**PROBLEM TO SOLVE**
If a line in the entries below includes "RwLock", show that line.
· · · · · · ·
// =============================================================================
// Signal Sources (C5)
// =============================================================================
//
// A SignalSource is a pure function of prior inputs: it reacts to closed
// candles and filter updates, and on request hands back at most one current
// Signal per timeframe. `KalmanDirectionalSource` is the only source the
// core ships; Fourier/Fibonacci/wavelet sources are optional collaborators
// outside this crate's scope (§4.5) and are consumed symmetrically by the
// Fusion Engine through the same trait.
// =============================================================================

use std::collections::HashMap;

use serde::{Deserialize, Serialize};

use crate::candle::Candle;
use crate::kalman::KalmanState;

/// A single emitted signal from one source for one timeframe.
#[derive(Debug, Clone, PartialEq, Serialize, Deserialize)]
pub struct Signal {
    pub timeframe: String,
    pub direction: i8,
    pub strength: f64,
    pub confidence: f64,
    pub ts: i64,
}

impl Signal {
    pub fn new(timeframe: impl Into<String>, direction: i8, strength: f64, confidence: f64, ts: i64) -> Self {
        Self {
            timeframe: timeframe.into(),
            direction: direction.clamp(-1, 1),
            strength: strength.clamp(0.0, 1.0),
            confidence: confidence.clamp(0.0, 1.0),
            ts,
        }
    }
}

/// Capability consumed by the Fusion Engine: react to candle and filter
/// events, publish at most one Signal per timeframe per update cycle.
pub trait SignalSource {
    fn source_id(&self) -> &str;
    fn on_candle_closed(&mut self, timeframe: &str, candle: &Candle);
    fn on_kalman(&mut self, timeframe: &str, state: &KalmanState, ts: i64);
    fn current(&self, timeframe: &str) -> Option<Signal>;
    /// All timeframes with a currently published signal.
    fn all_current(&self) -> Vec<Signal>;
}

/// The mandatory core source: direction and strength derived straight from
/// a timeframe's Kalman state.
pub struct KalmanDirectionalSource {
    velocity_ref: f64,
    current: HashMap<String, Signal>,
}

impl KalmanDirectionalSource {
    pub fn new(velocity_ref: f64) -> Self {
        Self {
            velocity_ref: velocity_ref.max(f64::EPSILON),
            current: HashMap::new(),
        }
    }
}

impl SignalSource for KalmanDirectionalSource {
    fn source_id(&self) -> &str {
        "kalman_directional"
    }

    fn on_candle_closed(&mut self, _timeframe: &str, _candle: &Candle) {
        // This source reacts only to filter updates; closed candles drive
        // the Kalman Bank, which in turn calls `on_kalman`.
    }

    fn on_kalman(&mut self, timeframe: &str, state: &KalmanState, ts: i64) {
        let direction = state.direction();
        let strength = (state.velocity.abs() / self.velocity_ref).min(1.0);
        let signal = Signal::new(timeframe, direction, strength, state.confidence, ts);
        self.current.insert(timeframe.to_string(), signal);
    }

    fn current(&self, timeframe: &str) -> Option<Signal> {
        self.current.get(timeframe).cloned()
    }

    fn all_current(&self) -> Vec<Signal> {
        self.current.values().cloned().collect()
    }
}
· · · · · · ·
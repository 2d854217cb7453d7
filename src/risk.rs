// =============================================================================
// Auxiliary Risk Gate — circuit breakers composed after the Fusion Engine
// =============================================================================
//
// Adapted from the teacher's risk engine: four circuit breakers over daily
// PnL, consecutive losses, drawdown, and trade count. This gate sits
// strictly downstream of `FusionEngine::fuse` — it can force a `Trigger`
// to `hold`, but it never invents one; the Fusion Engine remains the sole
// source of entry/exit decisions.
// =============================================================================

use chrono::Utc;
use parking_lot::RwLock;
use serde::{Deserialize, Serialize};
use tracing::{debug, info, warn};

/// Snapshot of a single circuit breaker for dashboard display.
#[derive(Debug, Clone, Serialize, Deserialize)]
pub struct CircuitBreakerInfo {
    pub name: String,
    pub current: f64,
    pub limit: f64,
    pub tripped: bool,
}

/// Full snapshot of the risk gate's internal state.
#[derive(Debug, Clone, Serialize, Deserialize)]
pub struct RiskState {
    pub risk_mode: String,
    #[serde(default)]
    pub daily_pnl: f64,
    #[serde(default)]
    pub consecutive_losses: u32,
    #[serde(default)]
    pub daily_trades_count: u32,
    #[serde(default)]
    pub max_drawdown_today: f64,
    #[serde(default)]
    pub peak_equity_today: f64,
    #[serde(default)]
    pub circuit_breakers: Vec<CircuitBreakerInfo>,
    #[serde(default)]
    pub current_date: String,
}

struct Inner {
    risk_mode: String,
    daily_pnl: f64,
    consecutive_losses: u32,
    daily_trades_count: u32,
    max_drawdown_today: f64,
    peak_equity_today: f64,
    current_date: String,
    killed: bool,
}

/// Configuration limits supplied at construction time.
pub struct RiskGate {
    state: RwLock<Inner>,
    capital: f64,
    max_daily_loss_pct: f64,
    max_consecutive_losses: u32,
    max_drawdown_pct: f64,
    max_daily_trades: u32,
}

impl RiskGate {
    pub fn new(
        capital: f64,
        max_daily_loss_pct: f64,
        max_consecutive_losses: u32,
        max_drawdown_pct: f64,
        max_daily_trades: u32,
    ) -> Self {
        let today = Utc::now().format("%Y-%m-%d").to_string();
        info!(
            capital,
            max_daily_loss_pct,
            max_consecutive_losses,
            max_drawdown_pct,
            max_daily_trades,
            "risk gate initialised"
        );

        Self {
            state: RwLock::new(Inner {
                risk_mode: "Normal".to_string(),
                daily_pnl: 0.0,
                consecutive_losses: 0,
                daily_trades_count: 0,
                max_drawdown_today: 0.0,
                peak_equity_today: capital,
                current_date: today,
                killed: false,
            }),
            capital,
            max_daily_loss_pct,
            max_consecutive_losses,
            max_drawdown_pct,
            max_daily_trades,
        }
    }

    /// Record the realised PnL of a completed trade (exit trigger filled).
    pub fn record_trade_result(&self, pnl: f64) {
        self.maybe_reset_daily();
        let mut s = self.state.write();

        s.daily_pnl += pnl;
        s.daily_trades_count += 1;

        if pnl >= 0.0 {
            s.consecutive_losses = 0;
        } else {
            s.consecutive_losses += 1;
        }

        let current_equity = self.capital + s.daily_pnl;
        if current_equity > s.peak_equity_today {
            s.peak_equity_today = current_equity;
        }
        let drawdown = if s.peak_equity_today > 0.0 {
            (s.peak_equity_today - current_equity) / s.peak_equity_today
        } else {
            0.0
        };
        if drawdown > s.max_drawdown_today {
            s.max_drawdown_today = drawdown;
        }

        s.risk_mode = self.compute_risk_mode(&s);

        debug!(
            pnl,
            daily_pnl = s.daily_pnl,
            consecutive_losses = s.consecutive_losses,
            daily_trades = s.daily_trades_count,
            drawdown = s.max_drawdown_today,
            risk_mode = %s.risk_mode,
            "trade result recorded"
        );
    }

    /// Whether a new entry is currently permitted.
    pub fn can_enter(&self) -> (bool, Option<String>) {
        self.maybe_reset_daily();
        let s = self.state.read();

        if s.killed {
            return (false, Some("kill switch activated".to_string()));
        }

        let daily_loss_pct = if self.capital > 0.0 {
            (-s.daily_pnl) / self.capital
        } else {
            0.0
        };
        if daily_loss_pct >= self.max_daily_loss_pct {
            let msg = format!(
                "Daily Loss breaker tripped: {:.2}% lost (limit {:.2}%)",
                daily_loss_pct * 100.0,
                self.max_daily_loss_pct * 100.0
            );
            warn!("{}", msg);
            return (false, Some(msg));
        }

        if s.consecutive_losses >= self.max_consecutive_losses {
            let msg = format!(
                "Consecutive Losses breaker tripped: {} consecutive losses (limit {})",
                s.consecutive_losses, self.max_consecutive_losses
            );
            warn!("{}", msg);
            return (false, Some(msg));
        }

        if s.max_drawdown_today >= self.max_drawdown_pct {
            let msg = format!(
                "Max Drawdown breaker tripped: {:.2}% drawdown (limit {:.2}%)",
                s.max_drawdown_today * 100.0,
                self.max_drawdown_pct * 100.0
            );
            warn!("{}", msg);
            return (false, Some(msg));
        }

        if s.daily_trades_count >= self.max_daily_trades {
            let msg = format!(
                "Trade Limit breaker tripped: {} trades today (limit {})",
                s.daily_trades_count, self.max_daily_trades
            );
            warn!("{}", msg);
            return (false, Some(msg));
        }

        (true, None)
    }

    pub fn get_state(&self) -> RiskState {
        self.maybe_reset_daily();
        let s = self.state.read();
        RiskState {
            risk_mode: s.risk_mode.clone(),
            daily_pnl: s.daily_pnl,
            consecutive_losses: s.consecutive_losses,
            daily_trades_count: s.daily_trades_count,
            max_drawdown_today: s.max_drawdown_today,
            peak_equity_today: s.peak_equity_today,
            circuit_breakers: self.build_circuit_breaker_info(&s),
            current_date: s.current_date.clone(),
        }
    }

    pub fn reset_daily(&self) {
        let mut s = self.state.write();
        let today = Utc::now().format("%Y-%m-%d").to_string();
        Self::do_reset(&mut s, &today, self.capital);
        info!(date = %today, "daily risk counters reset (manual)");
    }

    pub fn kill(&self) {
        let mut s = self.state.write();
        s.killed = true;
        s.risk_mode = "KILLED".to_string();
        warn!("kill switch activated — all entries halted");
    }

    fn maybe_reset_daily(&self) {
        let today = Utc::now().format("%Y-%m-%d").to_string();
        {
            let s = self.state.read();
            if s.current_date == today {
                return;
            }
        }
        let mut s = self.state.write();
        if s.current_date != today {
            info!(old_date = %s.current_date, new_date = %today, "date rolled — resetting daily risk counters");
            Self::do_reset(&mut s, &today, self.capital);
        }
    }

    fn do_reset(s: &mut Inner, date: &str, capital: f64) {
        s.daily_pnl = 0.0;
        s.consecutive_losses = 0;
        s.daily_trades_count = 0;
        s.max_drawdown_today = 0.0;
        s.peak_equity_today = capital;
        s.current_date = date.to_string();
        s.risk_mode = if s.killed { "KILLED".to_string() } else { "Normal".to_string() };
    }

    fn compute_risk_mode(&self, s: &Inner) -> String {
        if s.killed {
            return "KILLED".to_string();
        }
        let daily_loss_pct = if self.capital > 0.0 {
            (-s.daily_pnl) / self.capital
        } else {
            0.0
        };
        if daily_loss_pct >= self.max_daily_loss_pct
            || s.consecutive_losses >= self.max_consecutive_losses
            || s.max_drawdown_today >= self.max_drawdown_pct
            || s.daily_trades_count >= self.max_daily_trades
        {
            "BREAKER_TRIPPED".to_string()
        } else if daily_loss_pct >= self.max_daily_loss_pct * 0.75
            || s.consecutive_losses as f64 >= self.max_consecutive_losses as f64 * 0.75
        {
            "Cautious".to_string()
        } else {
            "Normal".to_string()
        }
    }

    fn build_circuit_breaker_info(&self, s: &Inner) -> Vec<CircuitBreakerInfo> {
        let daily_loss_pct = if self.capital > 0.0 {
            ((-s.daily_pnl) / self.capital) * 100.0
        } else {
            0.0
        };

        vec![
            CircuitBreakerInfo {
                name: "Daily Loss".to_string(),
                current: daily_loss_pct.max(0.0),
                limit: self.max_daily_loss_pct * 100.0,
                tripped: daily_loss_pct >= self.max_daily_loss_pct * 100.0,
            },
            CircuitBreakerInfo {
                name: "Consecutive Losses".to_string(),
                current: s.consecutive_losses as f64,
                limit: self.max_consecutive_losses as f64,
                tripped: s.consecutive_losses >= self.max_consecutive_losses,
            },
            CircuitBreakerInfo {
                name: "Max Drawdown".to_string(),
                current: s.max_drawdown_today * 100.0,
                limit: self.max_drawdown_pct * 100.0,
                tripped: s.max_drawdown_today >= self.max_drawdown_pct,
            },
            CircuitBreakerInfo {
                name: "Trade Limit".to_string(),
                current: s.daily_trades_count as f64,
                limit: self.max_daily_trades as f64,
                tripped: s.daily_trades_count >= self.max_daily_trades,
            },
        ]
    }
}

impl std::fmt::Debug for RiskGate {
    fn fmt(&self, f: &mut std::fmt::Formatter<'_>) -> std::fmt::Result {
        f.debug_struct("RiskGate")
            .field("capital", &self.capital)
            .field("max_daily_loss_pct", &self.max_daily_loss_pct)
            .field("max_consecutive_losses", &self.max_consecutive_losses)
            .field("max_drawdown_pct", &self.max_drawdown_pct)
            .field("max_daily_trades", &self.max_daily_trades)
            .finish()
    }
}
· · · · · · ·
**WRITTEN REPLY**
use parking_lot::RwLock;
    state: RwLock<Inner>,
            state: RwLock::new(Inner {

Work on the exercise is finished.